Another Maltese staple and a traditional favourite is Kapunata – the Maltese version of ratatouille. A Mediterranean twist on a French classic, it should definitely be on your food wish list. It’s made from tomatoes, capers, aubergines and green peppers and often served alongside grilled fish or fresh bread. It is a delicious healthy dish, found in most restaurants, which can be served hot or cold. Take a short boat trip to Malta’s sister island, Gozo, and look for the Stone Crab restaurant in Xlendi Bay to enjoy an authentic Kapunata sitting right next to the sea.
Lampuki is Malta’s national fish, and when in season, between August and November, Lampuki Pie is a firm favourite. The fish is fried and deboned, then mixed with onions, capers, spinach, potatoes, tomatoes and olives, before being baked in a pastry shell. Check out the Villa Brasserie, in Saint Julian’s bay, which is well known for fantastic seafood dishes! This is also the perfect place to sit back and enjoy the view of the stunning bay and the nearby Bulluta church.
The Maltese love their pastries, mainly the pastizza (above) – a delicate flaky pastry filled with ricotta cheese or mushy peas. It’s often compared to the Greek staple filo, however it is crunchier and richer. Even better still, it is very cheap (around 30 cents each) and can be eaten at any time of the day. Take a trip to Mdina to find the Crystal Palace Pastizzerija which has arguably been serving the best Pastizzis on the island for over 100 years. Crystal Palace is so popular that it only shuts for two hours weekday nights and is open 24/7 on Friday and weekends.

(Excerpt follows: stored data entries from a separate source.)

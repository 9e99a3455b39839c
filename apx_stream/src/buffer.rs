//! Circular audio buffer with stream parameters.
//!
//! An [`AudioBuffer`] is the edge of the component graph: a fixed-capacity
//! byte ring with one producing component on its source side and one
//! consuming component on its sink side. The scheduler's topological
//! ordering guarantees the two sides never run concurrently, so the
//! pointers need no atomics; cross-domain traffic goes through
//! [`DpQueue`](crate::dp_queue::DpQueue) instead.
//!
//! On non-coherent targets, produced bytes become observable only after
//! the writeback that [`produce`](AudioBuffer::produce) performs, and a
//! consumer must call [`invalidate_readable`](AudioBuffer::invalidate_readable)
//! before touching the data.

use apx_core::{ApxError, CacheAttr, CacheHandle, MAX_FRAME_BYTES, MemZone, Result, SampleFormat, align_up, coherent};

/// Identifier of a buffer inside one runtime instance.
#[derive(Debug, Clone, Copy, PartialEq, Eq, Hash, PartialOrd, Ord)]
pub struct BufferId(pub u32);

/// A fixed-size circular byte buffer carrying audio frames.
pub struct AudioBuffer {
    id: BufferId,
    data: Box<[u8]>,
    read: usize,
    write: usize,
    avail: usize,
    format: Option<SampleFormat>,
    cache: CacheHandle,
    cache_attr: CacheAttr,
    zone: MemZone,
}

impl AudioBuffer {
    /// Allocates a zero-filled buffer.
    ///
    /// `capacity` is rounded up to a multiple of the maximum frame size so
    /// any supported format divides it evenly. Allocation happens outside
    /// the real-time path; copy passes never allocate.
    pub fn alloc(id: BufferId, capacity: usize, zone: MemZone, cache_attr: CacheAttr, cache: CacheHandle) -> Self {
        let capacity = align_up(capacity.max(MAX_FRAME_BYTES), MAX_FRAME_BYTES);
        Self {
            id,
            data: vec![0u8; capacity].into_boxed_slice(),
            read: 0,
            write: 0,
            avail: 0,
            format: None,
            cache,
            cache_attr,
            zone,
        }
    }

    /// Host-side convenience: coherent runtime-zone buffer.
    pub fn alloc_coherent(id: BufferId, capacity: usize) -> Self {
        Self::alloc(id, capacity, MemZone::Runtime, CacheAttr::Coherent, coherent())
    }

    #[inline]
    pub fn id(&self) -> BufferId {
        self.id
    }

    #[inline]
    pub fn capacity(&self) -> usize {
        self.data.len()
    }

    /// Bytes readable by the sink side.
    #[inline]
    pub fn available(&self) -> usize {
        self.avail
    }

    /// Bytes writable by the source side.
    #[inline]
    pub fn free(&self) -> usize {
        self.data.len() - self.avail
    }

    #[inline]
    pub fn zone(&self) -> MemZone {
        self.zone
    }

    #[inline]
    pub fn format(&self) -> Option<&SampleFormat> {
        self.format.as_ref()
    }

    /// Applies stream parameters after validating them.
    pub fn set_format(&mut self, format: SampleFormat) -> Result<()> {
        format.validate()?;
        self.format = Some(format);
        Ok(())
    }

    /// Available frames, zero when no format is attached yet.
    #[inline]
    pub fn available_frames(&self) -> usize {
        match &self.format {
            Some(f) => self.avail / f.frame_bytes(),
            None => 0,
        }
    }

    /// Free frames, zero when no format is attached yet.
    #[inline]
    pub fn free_frames(&self) -> usize {
        match &self.format {
            Some(f) => self.free() / f.frame_bytes(),
            None => 0,
        }
    }

    /// The readable region as an ordered `(head, tail)` pair of slices.
    ///
    /// `tail` is empty unless the region wraps past the end of the ring.
    pub fn readable(&self) -> (&[u8], &[u8]) {
        let cap = self.data.len();
        let first = self.avail.min(cap - self.read);
        let second = self.avail - first;
        (&self.data[self.read..self.read + first], &self.data[..second])
    }

    /// The writable region as an ordered `(head, tail)` pair of slices.
    pub fn writable(&mut self) -> (&mut [u8], &mut [u8]) {
        let cap = self.data.len();
        let free = cap - self.avail;
        let first = free.min(cap - self.write);
        let second = free - first;
        let (left, right) = self.data.split_at_mut(self.write);
        (&mut right[..first], &mut left[..second])
    }

    /// Commits `n` freshly written bytes to the sink side.
    ///
    /// Performs the writeback on non-coherent buffers, so the bytes are
    /// observable to the consumer as soon as this returns.
    pub fn produce(&mut self, n: usize) -> Result<()> {
        if n > self.free() {
            return Err(ApxError::NoSpace);
        }
        if self.cache_attr == CacheAttr::NonCoherent {
            self.maintain_region(self.write, n, false);
        }
        self.write = (self.write + n) % self.data.len();
        self.avail += n;
        Ok(())
    }

    /// Releases `n` consumed bytes back to the source side.
    pub fn consume(&mut self, n: usize) -> Result<()> {
        if n > self.avail {
            return Err(ApxError::NoData);
        }
        self.read = (self.read + n) % self.data.len();
        self.avail -= n;
        Ok(())
    }

    /// Invalidates the first `n` readable bytes ahead of a read.
    ///
    /// No-op on coherent buffers.
    pub fn invalidate_readable(&self, n: usize) {
        if self.cache_attr == CacheAttr::NonCoherent {
            self.maintain_region(self.read, n.min(self.avail), true);
        }
    }

    /// Forces the full data region through the cache, used by shared DP
    /// queue slots at swap time.
    pub fn invalidate_all(&self) {
        self.cache.invalidate(&self.data);
    }

    /// Writes the full data region back to memory.
    pub fn writeback_all(&self) {
        self.cache.writeback(&self.data);
    }

    /// Resets pointers to empty without touching contents or format.
    pub fn reset(&mut self) {
        self.read = 0;
        self.write = 0;
        self.avail = 0;
    }

    /// Zero-fills the ring, used when re-preparing after an xrun so stale
    /// samples cannot leak into the restarted stream.
    pub fn silence(&mut self) {
        self.data.fill(0);
        self.reset();
    }

    fn maintain_region(&self, start: usize, len: usize, invalidate: bool) {
        let cap = self.data.len();
        let first = len.min(cap - start);
        let second = len - first;
        if invalidate {
            self.cache.invalidate(&self.data[start..start + first]);
            self.cache.invalidate(&self.data[..second]);
        } else {
            self.cache.writeback(&self.data[start..start + first]);
            self.cache.writeback(&self.data[..second]);
        }
    }
}

impl core::fmt::Debug for AudioBuffer {
    fn fmt(&self, f: &mut core::fmt::Formatter<'_>) -> core::fmt::Result {
        f.debug_struct("AudioBuffer")
            .field("id", &self.id)
            .field("capacity", &self.data.len())
            .field("avail", &self.avail)
            .field("format", &self.format)
            .finish()
    }
}

#[cfg(test)]
mod tests {
    use apx_core::MAX_FRAME_BYTES;

    use super::*;

    fn filled(capacity: usize) -> AudioBuffer {
        AudioBuffer::alloc_coherent(BufferId(1), capacity)
    }

    #[test]
    fn test_capacity_rounds_to_max_frame() {
        let buf = filled(100);
        assert_eq!(buf.capacity() % MAX_FRAME_BYTES, 0);
        assert!(buf.capacity() >= 100);
    }

    #[test]
    fn test_avail_plus_free_is_capacity() {
        let mut buf = filled(128);
        assert_eq!(buf.available() + buf.free(), buf.capacity());

        buf.produce(50).unwrap();
        assert_eq!(buf.available() + buf.free(), buf.capacity());

        buf.consume(20).unwrap();
        assert_eq!(buf.available() + buf.free(), buf.capacity());
        assert_eq!(buf.available(), 30);
    }

    #[test]
    fn test_produce_consume_bounds() {
        let mut buf = filled(64);
        let cap = buf.capacity();

        assert_eq!(buf.produce(cap + 1), Err(ApxError::NoSpace));
        buf.produce(cap).unwrap();
        assert_eq!(buf.produce(1), Err(ApxError::NoSpace));

        buf.consume(cap).unwrap();
        assert_eq!(buf.consume(1), Err(ApxError::NoData));
    }

    #[test]
    fn test_wraparound_regions() {
        let mut buf = filled(64);
        let cap = buf.capacity();

        // Push the write pointer near the end, then wrap.
        buf.produce(cap - 8).unwrap();
        buf.consume(cap - 8).unwrap();
        buf.produce(16).unwrap();

        let (head, tail) = buf.readable();
        assert_eq!(head.len(), 8);
        assert_eq!(tail.len(), 8);
        assert_eq!(head.len() + tail.len(), buf.available());

        let (whead, wtail) = buf.writable();
        assert_eq!(whead.len() + wtail.len(), cap - 16);
    }

    #[test]
    fn test_writable_then_produce_roundtrip() {
        let mut buf = filled(64);
        {
            let (head, _) = buf.writable();
            head[..4].copy_from_slice(&[1, 2, 3, 4]);
        }
        buf.produce(4).unwrap();

        let (head, _) = buf.readable();
        assert_eq!(&head[..4], &[1, 2, 3, 4]);
    }

    #[test]
    fn test_frames_require_format() {
        let mut buf = filled(128);
        buf.produce(64).unwrap();
        assert_eq!(buf.available_frames(), 0);

        buf.set_format(SampleFormat::s32_48k_stereo()).unwrap();
        assert_eq!(buf.available_frames(), 8);
        assert_eq!(buf.free_frames(), (buf.capacity() - 64) / 8);
    }

    #[test]
    fn test_silence_clears_data_and_pointers() {
        let mut buf = filled(64);
        {
            let (head, _) = buf.writable();
            head[..2].copy_from_slice(&[0xAA, 0xBB]);
        }
        buf.produce(2).unwrap();
        buf.silence();

        assert_eq!(buf.available(), 0);
        let (head, tail) = buf.readable();
        assert!(head.is_empty() && tail.is_empty());
    }
}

A tasty fish soup made from tomatoes, fresh marjoram, rice and a lot of garlic, Aljotta probably isn’t the dish for you if you’re not a great garlic lover, but it’s irresistible if you’re a fan of the stuff. Plan a trip to La Capanna in St.George’s bay to sample their take on the Maltese classic. La Capanna is renowned for fresh seafood and shellfish dishes; the menu varies depending on the catch so you’ll never get bored of what’s on offer.
The island is small enough to explore all of the resorts mentioned and therefore try all kinds of famous Maltese food! Don’t miss out on the chance to discover Malta’s unique and diverse food scene.
Faith Norris writes for lowcostholidays.com and is based in London. She is a travel addict and cooking fanatic who enjoys trying a wide variety of cultural cuisines, from traditional curries in Sri Lanka to the freshest seafood in Corfu. Her favorite dish to cook is paella, and of course, it has to be washed down with a glass or two of dry white wine.
Such a great view with a great food! It is so interesting that their national dish is rabbit stew. When others master the cooking of pork, beef, lamb meat and fish, Malta is mastering rabbit instead.